The Link between Inflation and Equity Returns

Several studies have indeed demonstrated that in the first stage of an inflationary cycle, equities perform relatively well because the first signs of inflation are often the consequence of an improving economic backdrop. There is a lag between a pick-up in inflation and the first monetary tightening. That period can last several months up to a year. In that period, equities are genuinely in a “sweet spot” as real bond yields become negative, hence reinforcing the TINA (There Is No Alternative) for equities. In the second phase however, equity returns decline as central bankers hike interest rates above nominal economic growth and inflation, leading to positive real interest rates. In that stage, equities lose their competitive edge over fixed income investments.
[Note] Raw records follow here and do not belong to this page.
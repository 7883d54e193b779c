use chrono::{Local, NaiveDate};
use pnrquote_core::error::QuoteError;
use pnrquote_core::itinerary::{
    decode_segments, AirportDirectory, DecodedFlight, OptionValidation, StaticDirectory,
};
use serde::Serialize;
use std::path::{Path, PathBuf};
use tracing::debug;

use super::read_input;
use crate::output;

/// Decoded flights of one option.
#[derive(Debug, Serialize)]
pub struct OptionFlights {
    pub label: String,
    pub flights: Vec<DecodedFlight>,
}

/// Everything `validate` reports, printed as one JSON document.
#[derive(Debug, Serialize)]
pub struct ValidationReport {
    pub validation: Vec<OptionValidation>,
    #[serde(skip_serializing_if = "Option::is_none")]
    pub flights: Option<Vec<OptionFlights>>,
}

impl ValidationReport {
    pub fn invalid_count(&self) -> usize {
        self.validation.iter().filter(|r| !r.result.is_valid).count()
    }
}

pub fn build_report(
    text: &str,
    reference: NaiveDate,
    directory: &dyn AirportDirectory,
    flights: bool,
) -> Result<ValidationReport, QuoteError> {
    let validation = pnrquote_core::validate_document(text, reference, directory)?;

    let flights = flights.then(|| {
        pnrquote_core::parse_email_to_options(text)
            .options
            .into_iter()
            .map(|option| OptionFlights {
                flights: decode_segments(&option.segments, reference, directory),
                label: option.label,
            })
            .collect()
    });

    Ok(ValidationReport {
        validation,
        flights,
    })
}

pub fn run(
    input: &Path,
    today: Option<NaiveDate>,
    directory_file: Option<PathBuf>,
    flights: bool,
    output_format: &str,
) -> Result<(), QuoteError> {
    let text = read_input(input)?;
    let reference = today.unwrap_or_else(|| Local::now().date_naive());

    let directory = match directory_file {
        Some(path) => StaticDirectory::builtin().merged_with(StaticDirectory::load(&path)?),
        None => StaticDirectory::builtin(),
    };
    debug!(
        backend = directory.backend_name(),
        airports = directory.airport_count(),
        %reference, "validating itinerary"
    );

    let report = build_report(&text, reference, &directory, flights)?;

    match output_format {
        "json" => output::json::print(&report)?,
        _ => {
            output::table::print_validation(&report.validation);
            for option in report.flights.iter().flatten() {
                output::table::print_flights(&option.label, &option.flights);
            }
        }
    }

    match report.invalid_count() {
        0 => Ok(()),
        n => Err(QuoteError::InvalidItinerary(n)),
    }
}

#[cfg(test)]
mod tests {
    use super::*;

    const TWO_OPTIONS: &str = "AZ  679   25NOV GRUFCO HS2  2040  #1200
Tarifa USD 6500,00 + taxas USD 2539,30 *Exe
==
AA 950 12FEB GRUJFK SS2 2235 0615 11FEB
Tarifa USD 2996,00 + taxas USD 272,00 *Eco
";

    fn reference() -> NaiveDate {
        NaiveDate::from_ymd_opt(2025, 10, 1).unwrap()
    }

    #[test]
    fn test_report_with_flights_is_one_json_document() {
        let report = build_report(TWO_OPTIONS, reference(), &StaticDirectory::builtin(), true).unwrap();
        let json = serde_json::to_string_pretty(&report).unwrap();

        let value: serde_json::Value = serde_json::from_str(&json).unwrap();
        assert_eq!(value["validation"].as_array().unwrap().len(), 2);
        let flights = value["flights"].as_array().unwrap();
        assert_eq!(flights.len(), 2);
        assert_eq!(flights[0]["label"], "Opção 1");
        assert_eq!(flights[1]["label"], "Opção 2");
        assert_eq!(flights[0]["flights"].as_array().unwrap().len(), 1);
    }

    #[test]
    fn test_report_without_flights_omits_the_key() {
        let report = build_report(TWO_OPTIONS, reference(), &StaticDirectory::builtin(), false).unwrap();
        let value = serde_json::to_value(&report).unwrap();
        assert!(value.get("flights").is_none());
        assert_eq!(report.invalid_count(), 1);
    }
}
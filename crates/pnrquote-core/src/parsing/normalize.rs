use crate::model::{FareCategory, PaxType};
use std::collections::HashMap;
use std::sync::LazyLock;

/// Normalize a fare class token to a [`FareCategory`].
///
/// Known aliases map case-insensitively (`exe` -> Exe, `premium` -> Pre).
/// Anything else is kept as `Other` with its first letter capitalized.
pub fn normalize_category(raw: &str) -> FareCategory {
    let lower = raw.trim().to_lowercase();
    if let Some(known) = CATEGORY_ALIASES.get(lower.as_str()) {
        return known.clone();
    }
    FareCategory::Other(capitalize(&lower))
}

/// Normalize a passenger type suffix (`/chd`). Unknown tokens yield None.
pub fn normalize_pax_type(raw: &str) -> Option<PaxType> {
    match raw.trim().to_lowercase().as_str() {
        "adt" => Some(PaxType::Adt),
        "chd" => Some(PaxType::Chd),
        "inf" => Some(PaxType::Inf),
        _ => None,
    }
}

/// A standalone cabin line such as `Executiva` sets the class for fare
/// lines that carry no `*Class` suffix.
pub fn cabin_hint(line: &str) -> Option<FareCategory> {
    let lower = line.trim().trim_end_matches(['.', ':']).to_lowercase();
    if lower.is_empty() {
        return None;
    }
    CABIN_LINES
        .get(lower.as_str())
        .or_else(|| CATEGORY_ALIASES.get(lower.as_str()).filter(|_| lower.len() > 3))
        .cloned()
}

fn capitalize(s: &str) -> String {
    let mut chars = s.chars();
    match chars.next() {
        Some(first) => first.to_uppercase().chain(chars).collect(),
        None => String::new(),
    }
}

static CATEGORY_ALIASES: LazyLock<HashMap<&'static str, FareCategory>> = LazyLock::new(|| {
    let mut m = HashMap::new();

    // Executive / business
    m.insert("exe", FareCategory::Exe);
    m.insert("exec", FareCategory::Exe);
    m.insert("executiva", FareCategory::Exe);
    m.insert("executive", FareCategory::Exe);
    m.insert("business", FareCategory::Exe);

    // Economy
    m.insert("eco", FareCategory::Eco);
    m.insert("econ", FareCategory::Eco);
    m.insert("economica", FareCategory::Eco);
    m.insert("econômica", FareCategory::Eco);
    m.insert("economy", FareCategory::Eco);

    // Premium economy
    m.insert("pre", FareCategory::Pre);
    m.insert("prem", FareCategory::Pre);
    m.insert("premium", FareCategory::Pre);
    m.insert("premeco", FareCategory::Pre);

    m
});

/// Multi-word cabin names that only appear as standalone lines.
static CABIN_LINES: LazyLock<HashMap<&'static str, FareCategory>> = LazyLock::new(|| {
    let mut m = HashMap::new();
    m.insert("classe executiva", FareCategory::Exe);
    m.insert("business class", FareCategory::Exe);
    m.insert("classe econômica", FareCategory::Eco);
    m.insert("classe economica", FareCategory::Eco);
    m.insert("premium economy", FareCategory::Pre);
    m.insert("premium eco", FareCategory::Pre);
    m.insert("econômica premium", FareCategory::Pre);
    m
});
pub mod decode;
pub mod directory;
pub mod validate;

pub use decode::{decode_segment, decode_segments, CarrierInfo, DecodedFlight};
pub use directory::{AirportDirectory, AirportLookup, StaticDirectory};
pub use validate::{
    validate_flight, validate_quote, validate_segments, OptionValidation, ValidationResult,
};
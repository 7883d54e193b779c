//! End-to-end tests over literal quote texts: parse, price, decode, validate.
//!
//! Uses a MockDirectory with a fixed airport table so validation results do
//! not depend on the bundled directory.

use chrono::NaiveDate;
use pnrquote_core::error::QuoteError;
use pnrquote_core::itinerary::{decode_segments, validate_quote, AirportDirectory, AirportLookup};
use pnrquote_core::model::FareCategory;
use pnrquote_core::policy::builtin::load_preset;
use pnrquote_core::pricing::RavSource;
use pnrquote_core::trace::RuleKind;
use pnrquote_core::{parse_email_to_options, parse_pnr, quote_document, trace_document, validate_document};
use rust_decimal_macros::dec;

struct MockDirectory {
    airports: Vec<&'static str>,
}

impl AirportDirectory for MockDirectory {
    fn resolve_airport(&self, code: &str) -> AirportLookup {
        let found = self.airports.iter().any(|a| *a == code);
        AirportLookup {
            iata_code: code.to_string(),
            description: format!("Airport {code}"),
            found,
            error: (!found).then(|| format!("{code} unknown to mock")),
        }
    }

    fn airline_name(&self, code: &str) -> Option<String> {
        Some(format!("Airline {code}"))
    }

    fn backend_name(&self) -> &str {
        "mock"
    }
}

fn mock_directory() -> MockDirectory {
    MockDirectory {
        airports: vec!["GRU", "DXB", "HKG", "PVG", "AMS", "CDG", "DOH", "FCO", "LIN", "VCE", "MXP"],
    }
}

fn date(y: i32, m: u32, d: u32) -> NaiveDate {
    NaiveDate::from_ymd_opt(y, m, d).unwrap()
}

const THREE_OPTIONS: &str = "EK  262   08JAN GRUDXB   0130   2235
EK  382   09JAN DXBHKG   0330   1445
EK  303   23JAN PVGDXB   2300  #0510
EK  261   27JAN DXBGRU   0905   1735

Executiva

Tarifa USD 6500,00 + taxas USD 2539,30

Bagagem 2 peça de 32kgs

Net/Net

pagto 9x

Multa de alteração USD 200,00

Reembolso usd 400.00

==

KL  792   08JAN GRUAMS HS1  2059  #1220
KL  887   11JAN AMSHKG HS1  2125  #1620
AF  111   27JAN PVGCDG HS1  2215  #0600
AF  460   28JAN CDGGRU HS1  1030   1825

Executiva

Tarifa USD 7729,00 + taxas USD 266,30 + Fee USD 50,00

Bagagem 2 peça de 32kgs

Net/Net

pagto 4x

Multa de alteração USD 200,00

Reembolso usd 400.00

Assentos pagos

==

QR  780   08JAN GRUDOH HS2  2025  #1555
QR  816   11JAN DOHHKG HS2  0855   2140
QR  871   27JAN PVGDOH HS2  2335  #0510
QR  773   28JAN DOHGRU HS2  0745   1655

Executiva

Tarifa USD 5875,00 + taxas USD 1320,30

Bagagem 2 peça de 32kgs

in 3%

pagto 5x

Multa de alteração USD 200,00

Reembolso usd 400.00

Assentos pagos na ida";

const TWO_OPTIONS_COMMISSION: &str = "
AZ  679   25NOV GRUFCO HS2  2040  #1200
AZ 2038   26NOV FCOLIN HS2  1400   1510
AZ 1462   06DEC VCEFCO HS2  1515   1625
AZ  674   06DEC FCOGRU HS2  2220  #0625

tarifa usd 2529.00 + txs usd 66.00

pagto 6x - net net

2pc 32kg
Assentos pagos
Fee usd 50.00

==

LA 8072   25NOV GRUMXP HK2  1800  #0915
AZ 1460   06DEC VCEFCO HK2  0615   0725
LA 8121   06DEC FCOGRU HK2  1200   2010

tarifa usd 2996.00 + txs usd 272.00

pagto 4x - comissão 7%

2pc 23kg
Assentos pagos na AZ
Fee usd 50.00
";

// ---------------------------------------------------------------------------
// Three-option e-mail
// ---------------------------------------------------------------------------
#[test]
fn three_option_email_parses_each_block() {
    let email = parse_email_to_options(THREE_OPTIONS);
    assert_eq!(email.options.len(), 3);

    let o1 = &email.options[0];
    assert_eq!(o1.label, "Opção 1");
    assert_eq!(o1.segments.len(), 4);
    assert!(o1.segments.iter().all(|s| s.status.is_none()));
    assert_eq!(o1.fares.len(), 1);
    assert_eq!(o1.fares[0].tarifa, dec!(6500));
    assert_eq!(o1.fares[0].taxas, dec!(2539.30));
    assert_eq!(o1.fares[0].category, FareCategory::Exe);
    assert_eq!(o1.num_parcelas, Some(9));
    assert_eq!(o1.change_penalty.as_deref(), Some("USD 200.00"));
    assert_eq!(o1.refundable.as_deref(), Some("USD 400.00"));
    assert_eq!(o1.baggage_hint.as_deref(), Some("2 peça de 32kgs"));
    assert!(o1.net_fare);
    assert_eq!(o1.notes, None);

    let o2 = &email.options[1];
    assert_eq!(o2.label, "Opção 2");
    assert_eq!(o2.fares[0].tarifa, dec!(7729));
    assert_eq!(o2.fares[0].taxas, dec!(266.30));
    assert_eq!(o2.fee_usd, Some(dec!(50)));
    assert_eq!(o2.num_parcelas, Some(4));
    assert_eq!(o2.notes.as_deref(), Some("Assentos pagos"));

    let o3 = &email.options[2];
    assert_eq!(o3.label, "Opção 3");
    assert_eq!(o3.fares[0].tarifa, dec!(5875));
    assert_eq!(o3.fares[0].taxas, dec!(1320.30));
    assert_eq!(o3.incentivo_percent, Some(dec!(3)));
    assert_eq!(o3.num_parcelas, Some(5));
    assert!(o3.warnings.is_empty());
}

#[test]
fn three_option_email_prices_with_default_policy() {
    let policy = load_preset("padrao").unwrap();
    let quote = quote_document(THREE_OPTIONS, &policy, None).unwrap();
    assert!(quote.is_multi);
    assert_eq!(quote.options.len(), 3);

    let o1 = &quote.options[0].aggregate;
    assert_eq!(o1.rav, dec!(650));
    assert_eq!(o1.total, dec!(9689.30));

    let o2 = &quote.options[1].aggregate;
    assert_eq!(o2.comissao, dec!(822.90));
    assert_eq!(o2.total, dec!(8818.20));

    let o3 = &quote.options[2].aggregate;
    assert_eq!(o3.incentivo, dec!(176.25));
    assert_eq!(o3.comissao, dec!(763.75));
    assert_eq!(o3.total, dec!(7959.05));

    // Declared penalty wins over the policy text
    assert_eq!(o1.change_penalty.as_deref(), Some("USD 200.00"));
}

// ---------------------------------------------------------------------------
// Commission declared on the payment line
// ---------------------------------------------------------------------------
#[test]
fn merged_view_keeps_per_option_quotations() {
    let pnr = parse_pnr(TWO_OPTIONS_COMMISSION).unwrap();
    assert!(pnr.is_multi);
    assert_eq!(pnr.quotations.len(), 2);
    assert_eq!(pnr.segments.len(), 7);
    assert_eq!(pnr.fares.len(), 2);
    assert_eq!(pnr.num_parcelas, Some(6));
    assert_eq!(pnr.baggage_hint.as_deref(), Some("2pc 32kg"));

    let o1 = &pnr.quotations[0];
    assert_eq!(o1.fares[0].tarifa, dec!(2529.00));
    assert_eq!(o1.fee_usd, Some(dec!(50)));
    assert_eq!(o1.rav_percent, None);
    assert!(o1.net_fare);

    let o2 = &pnr.quotations[1];
    assert_eq!(o2.fares[0].tarifa, dec!(2996.00));
    assert_eq!(o2.fee_usd, Some(dec!(50)));
    assert_eq!(o2.rav_percent, Some(dec!(7)));
    assert_eq!(
        o2.payment_terms.as_deref(),
        Some("Em até 4x no cartão de crédito. Taxas à vista.")
    );
}

#[test]
fn declared_commission_overrides_policy() {
    let policy = load_preset("padrao").unwrap();
    let quote = quote_document(TWO_OPTIONS_COMMISSION, &policy, None).unwrap();

    assert_eq!(quote.options[0].rav_source, RavSource::Policy);
    assert_eq!(quote.options[0].aggregate.comissao, dec!(302.90));
    assert_eq!(quote.options[0].aggregate.total, dec!(2897.90));

    assert_eq!(quote.options[1].rav_source, RavSource::Quote);
    assert_eq!(quote.options[1].aggregate.comissao, dec!(259.72));
    assert_eq!(quote.options[1].aggregate.total, dec!(3527.72));

    let overridden = quote_document(TWO_OPTIONS_COMMISSION, &policy, Some(dec!(0))).unwrap();
    assert!(overridden.options.iter().all(|o| o.rav_source == RavSource::Override));
    assert_eq!(overridden.options[1].aggregate.total, dec!(3318.00));
}

// ---------------------------------------------------------------------------
// Header lines, idempotence, empty input
// ---------------------------------------------------------------------------
#[test]
fn header_lines_do_not_change_the_result() {
    let with_header = "LOC123 ABC XYZ 01JAN
SOBRENOME/NOME
EK  262   08JAN GRUDXB   0130   2235
USD6500.00 + txs USD2539.30 * Exe
==
LOC456 DEF UVW 02JAN
SOBRENOME2/NOME2
KL  792   08JAN GRUAMS   2059   1220
USD4500.00 + txs USD2000.00 * Eco";
    let without_header = "EK  262   08JAN GRUDXB   0130   2235
USD6500.00 + txs USD2539.30 * Exe
==
KL  792   08JAN GRUAMS   2059   1220
USD4500.00 + txs USD2000.00 * Eco";

    assert_eq!(parse_pnr(with_header), parse_pnr(without_header));

    let trace = trace_document(with_header);
    assert!(trace.blocks.iter().all(|b| b.hits(RuleKind::HeaderLine) == 2));
    assert!(trace.blocks.iter().all(|b| b.hits(RuleKind::Note) == 0));
}

#[test]
fn parsing_is_idempotent() {
    assert_eq!(parse_pnr(THREE_OPTIONS), parse_pnr(THREE_OPTIONS));
    assert_eq!(parse_email_to_options(TWO_OPTIONS_COMMISSION), parse_email_to_options(TWO_OPTIONS_COMMISSION));
    assert_eq!(trace_document(THREE_OPTIONS), trace_document(THREE_OPTIONS));
}

#[test]
fn empty_document_is_rejected_by_the_pipelines() {
    let policy = load_preset("padrao").unwrap();
    assert!(parse_pnr(" \n ").is_none());
    assert!(quote_document("", &policy, None).is_err());
    assert!(validate_document("\n", date(2025, 10, 1), &mock_directory()).is_err());
}

// ---------------------------------------------------------------------------
// Itinerary validation
// ---------------------------------------------------------------------------
#[test]
fn three_option_itineraries_validate() {
    let results = validate_document(THREE_OPTIONS, date(2025, 12, 1), &mock_directory()).unwrap();
    assert_eq!(results.len(), 3);
    for option in &results {
        assert!(option.result.is_valid, "{}: {:?}", option.label, option.result.errors);
    }
}

#[test]
fn overnight_valid_and_same_day_reversal_invalid() {
    let pnr = parse_pnr(
        "AZ  674   06DEC FCOGRU HS2  2200  #0600
AZ  675   07DEC GRUFCO HS2  1800   1000",
    )
    .unwrap();
    let flights = decode_segments(&pnr.segments, date(2025, 11, 1), &mock_directory());
    assert_eq!(flights.len(), 2);

    assert!(validate_quote(&flights[..1]).is_valid);

    let result = validate_quote(&flights);
    assert!(!result.is_valid);
    assert_eq!(result.errors.len(), 1);
    assert!(result.errors[0].starts_with("Flight 2:"));
    assert!(result.errors[0].contains("landing time"));
}

#[test]
fn unknown_airport_is_a_validation_error() {
    let results = validate_document(
        "AZ  679   25NOV GRUJFK HS2  2040  #1200",
        date(2025, 10, 1),
        &mock_directory(),
    )
    .unwrap();
    assert!(!results[0].result.is_valid);
    assert!(results[0].result.errors[0].contains("JFK"));
}

#[test]
fn oversized_fare_is_a_pricing_error() {
    let policy = load_preset("padrao").unwrap();
    let text = "USD70000000000000000000000000000 + txs USD1 * Exe";

    let options = parse_email_to_options(text).options;
    assert_eq!(options[0].fares.len(), 1);

    let err = quote_document(text, &policy, None).unwrap_err();
    assert!(matches!(err, QuoteError::InvalidPricing(_)), "{err}");
}

#[test]
fn reversed_arrival_date_fails_validation() {
    let text = "AA 950 12FEB GRUJFK SS2 2235 0615 11FEB";
    let results = validate_document(text, date(2026, 1, 10), &mock_directory()).unwrap();
    assert!(!results[0].result.is_valid);
    assert!(results[0].result.errors[0].contains("before departure date"));
}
What can we conclude from these observations? In fact, one may conclude that a relatively benign inflation rate up to 4% is positive for equities. Beyond that level, equities tend to struggle. Also, we have seen that PE multiples (thus valuations) decrease in inflationary cycles. It is of paramount importance to look at the debt structure of companies, their pricing power, valuation and returns on tangible capital. It will become key to look for high-quality companies that are able to increase their prices beyond the inflation rate. Also, a complete absence of inflation or even deflation (the Japanese scenario) is very detrimental to corporate profits, but this is not our central scenario. Our general conclusion is that it is extremely hard to define hard and fast rules with respect to the link between inflation and equity returns. The response of individual companies will experience a very high dispersion and should therefore be taken into account in a bottom-up stock picking approach.

I have several links to comprehensive articles and research that analyse the impact of inflation on equities:

Stock Market or Market of Stocks

Over the past several years the money that has gone into ETFs has significantly increased. As a result the correlation between stocks from one sector and between stocks in general has ticked up. We live in market environment, where the impact of beta grows stronger, especially during corrections.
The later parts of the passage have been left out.